A Trial Evaluating the Addition of Nivolumab to Cisplatin-RT for Treatment of Cancers of the Head and Neck (NIVOPOSTOP)

Groupe Oncologie Radiotherapie Tete et Cou

Status and phase

Active, not recruiting

Phase 3

Conditions

Squamous Cell Carcinoma of Head and Neck

Treatments

Radiation: RT

Drug: Nivolumab

Drug: Cisplatin

Study type

Interventional

Funder types

Other

Industry

Identifiers

NCT03576417

GORTEC 2018-01

Details and patient eligibility

About

The purpose of this study is to determine the efficacy of nivolumab + cisplatin-RT relative to standard of care (SOC) cisplatin-RT alone, using the disease-free survival (DFS by investigator imaging assessment) as primary endpoint )

Full description

This open-label, randomized, controlled, multicenter phase III study will include 680 patients who have been operated for their LA SCCHN and exhibiting extra capsular extension (ECE) and/or positive margins (high risk).
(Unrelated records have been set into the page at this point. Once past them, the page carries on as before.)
//! Resilient MongoDB connection acquisition.
//!
//! Endpoints from a prioritized list are probed in order with a bounded
//! per-attempt timeout; if every configured endpoint fails, an interactive
//! fallback loop lets the operator supply new endpoints or abort. Every log
//! line that mentions an endpoint goes through credential redaction first.

mod acquire;
mod probe;
mod redact;

pub use acquire::{acquire, Acquired, ConsoleFallbackPrompt, FallbackChoice, FallbackPrompt};
pub use probe::{MongoProbe, Probe, ProbeError};
pub use redact::redact_credentials;
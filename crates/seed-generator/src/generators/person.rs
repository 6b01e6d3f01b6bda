//! Name and city generators.

use rand::Rng;

const FIRST_NAMES: &[&str] = &[
    "Alice", "Amir", "Ana", "Andre", "Astrid", "Bruno", "Carmen", "Chen", "Dana", "Diego",
    "Elena", "Emil", "Fatima", "Felix", "Grace", "Hana", "Hugo", "Ines", "Ivan", "Jonas",
    "Kaito", "Lena", "Liam", "Maja", "Marco", "Nadia", "Noah", "Olga", "Omar", "Priya",
    "Rosa", "Sam", "Sofia", "Tariq", "Vera", "Yuki",
];

const LAST_NAMES: &[&str] = &[
    "Almeida", "Andersson", "Bauer", "Bennett", "Carter", "Chen", "Costa", "Dubois",
    "Fernandez", "Fischer", "Garcia", "Haddad", "Hansen", "Ibrahim", "Ivanova", "Jansen",
    "Kim", "Kowalski", "Larsen", "Lopez", "Mancini", "Martin", "Moreau", "Murphy", "Nakamura",
    "Novak", "Okafor", "Patel", "Popescu", "Rossi", "Santos", "Schmidt", "Silva", "Tanaka",
    "Weber", "Yilmaz",
];

const CITIES: &[&str] = &[
    "Aberdeen", "Bandung", "Bergen", "Brno", "Cartagena", "Cebu", "Chiang Mai", "Cork",
    "Curitiba", "Davao", "Fez", "Galway", "Ghent", "Graz", "Kaunas", "Kochi", "Leipzig",
    "Lille", "Lyon", "Malmo", "Mendoza", "Nagoya", "Oulu", "Porto", "Poznan", "Puebla",
    "Quito", "Rosario", "Salerno", "Sapporo", "Tampere", "Timisoara", "Turin", "Valencia",
    "Windhoek", "Zagreb",
];

pub fn first_name<R: Rng>(rng: &mut R) -> &'static str {
    FIRST_NAMES[rng.gen_range(0..FIRST_NAMES.len())]
}

pub fn last_name<R: Rng>(rng: &mut R) -> &'static str {
    LAST_NAMES[rng.gen_range(0..LAST_NAMES.len())]
}

pub fn full_name<R: Rng>(rng: &mut R) -> String {
    format!("{} {}", first_name(rng), last_name(rng))
}

pub fn city<R: Rng>(rng: &mut R) -> String {
    CITIES[rng.gen_range(0..CITIES.len())].to_string()
}
//! Rejection sampling of coordinates constrained to the land polygon set.

use crate::{Coordinate, LandPolygons};
use rand::Rng;

/// Produces coordinates that are guaranteed to lie on land.
///
/// The sampler borrows the polygon set and carries no other state; callers
/// supply the RNG, so independent calls never share mutable state.
pub struct CoordinateSampler<'a> {
    land: &'a LandPolygons,
}

impl<'a> CoordinateSampler<'a> {
    pub fn new(land: &'a LandPolygons) -> Self {
        Self { land }
    }

    /// Draw uniform candidates over the full valid ranges until one falls
    /// inside a land polygon.
    ///
    /// The loop is unbounded: on a polygon set covering a vanishing fraction
    /// of the globe this can run arbitrarily long. The empty set, which
    /// could never terminate, is rejected at load time.
    pub fn sample<R: Rng>(&self, rng: &mut R) -> Coordinate {
        loop {
            let candidate = Coordinate {
                lon: rng.gen_range(-180.0..=180.0),
                lat: rng.gen_range(-90.0..=90.0),
            };
            if self.land.contains(&candidate) {
                return candidate;
            }
        }
    }
}

#[cfg(test)]
mod tests {
    use super::*;
    use geo_types::{LineString, Polygon};
    use rand::rngs::StdRng;
    use rand::SeedableRng;

    fn rectangle(min_lon: f64, min_lat: f64, max_lon: f64, max_lat: f64) -> Polygon<f64> {
        Polygon::new(
            LineString::from(vec![
                (min_lon, min_lat),
                (max_lon, min_lat),
                (max_lon, max_lat),
                (min_lon, max_lat),
                (min_lon, min_lat),
            ]),
            vec![],
        )
    }

    #[test]
    fn test_all_samples_are_on_land() {
        // Two disjoint "continents" covering roughly a quarter of the globe,
        // so rejection terminates quickly while still exercising misses.
        let land = LandPolygons::from_polygons(vec![
            rectangle(-180.0, -90.0, 0.0, 0.0),
            rectangle(90.0, 45.0, 180.0, 90.0),
        ])
        .unwrap();
        let sampler = CoordinateSampler::new(&land);
        let mut rng = StdRng::seed_from_u64(42);

        for _ in 0..10_000 {
            let coordinate = sampler.sample(&mut rng);
            assert!(
                land.contains(&coordinate),
                "sampled coordinate off land: {coordinate:?}"
            );
            assert!((-180.0..=180.0).contains(&coordinate.lon));
            assert!((-90.0..=90.0).contains(&coordinate.lat));
        }
    }

    #[test]
    fn test_samples_are_not_all_identical() {
        let land = LandPolygons::from_polygons(vec![rectangle(-90.0, -45.0, 90.0, 45.0)]).unwrap();
        let sampler = CoordinateSampler::new(&land);
        let mut rng = StdRng::seed_from_u64(7);

        let first = sampler.sample(&mut rng);
        let distinct = (0..100).any(|_| sampler.sample(&mut rng) != first);
        assert!(distinct);
    }
}
//! Networked photo fetch with a drawn annotation.

use crate::PayloadProducer;
use anyhow::Context;
use async_trait::async_trait;
use image::{ImageOutputFormat, Rgb};
use imageproc::drawing::draw_filled_rect_mut;
use imageproc::rect::Rect;
use rand::rngs::StdRng;
use rand::{Rng, SeedableRng};
use std::io::Cursor;

const CAT_IMAGE_URLS: &[&str] = &[
    "https://cataas.com/cat/says/Hello",
    "https://cataas.com/cat/gif",
    "https://cataas.com/cat",
];

const JPEG_QUALITY: u8 = 85;

/// Fetches a cat photo, stamps an annotation bar on it and re-encodes JPEG.
///
/// Any network or decode failure downgrades to "no payload" with a warning,
/// matching the contract that an absent payload is a valid outcome.
pub struct CatPhotoProducer {
    client: reqwest::Client,
    rng: StdRng,
}

impl CatPhotoProducer {
    pub fn new() -> Self {
        Self {
            client: reqwest::Client::new(),
            rng: StdRng::from_entropy(),
        }
    }
}

impl Default for CatPhotoProducer {
    fn default() -> Self {
        Self::new()
    }
}

#[async_trait]
impl PayloadProducer for CatPhotoProducer {
    async fn produce(&mut self) -> Option<Vec<u8>> {
        match self.fetch_and_annotate().await {
            Ok(bytes) => Some(bytes),
            Err(err) => {
                tracing::warn!("failed to fetch cat image: {err:#}");
                None
            }
        }
    }
}

impl CatPhotoProducer {
    async fn fetch_and_annotate(&mut self) -> anyhow::Result<Vec<u8>> {
        let url = CAT_IMAGE_URLS[self.rng.gen_range(0..CAT_IMAGE_URLS.len())];

        let response = self
            .client
            .get(url)
            .send()
            .await
            .with_context(|| format!("failed to fetch {url}"))?;
        let status = response.status();
        if !status.is_success() {
            anyhow::bail!("request for {url} returned status {status}");
        }
        let bytes = response
            .bytes()
            .await
            .with_context(|| format!("failed to read response body from {url}"))?;
        tracing::debug!("fetched {} bytes from {}", bytes.len(), url);

        let mut photo = image::load_from_memory(&bytes)
            .with_context(|| format!("failed to decode image from {url}"))?
            .to_rgb8();

        // Annotation bar along the bottom edge.
        let (width, height) = photo.dimensions();
        let bar = (height / 10).clamp(4, 24).min(height);
        draw_filled_rect_mut(
            &mut photo,
            Rect::at(0, (height - bar) as i32).of_size(width, bar),
            Rgb([255, 255, 255]),
        );

        let mut encoded = Vec::new();
        photo
            .write_to(
                &mut Cursor::new(&mut encoded),
                ImageOutputFormat::Jpeg(JPEG_QUALITY),
            )
            .context("failed to encode annotated image")?;
        Ok(encoded)
    }
}

#[cfg(test)]
mod tests {
    // Fetch tests would require either the live cataas.com service or a mock
    // HTTP server; the annotate-and-encode path is covered through the drawn
    // producer, which shares the encoding code shape.
}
Subjects will be randomized (1:1) to receive post-operative concomitant cisplatin-RT with or without nivolumab.

The study is designed with the general objective of demonstrating that treatment with nivolumab in combination with 3 cycles of cisplatin during RT is more efficient and not more toxic than the SOC 3 cycles of cisplatin during RT.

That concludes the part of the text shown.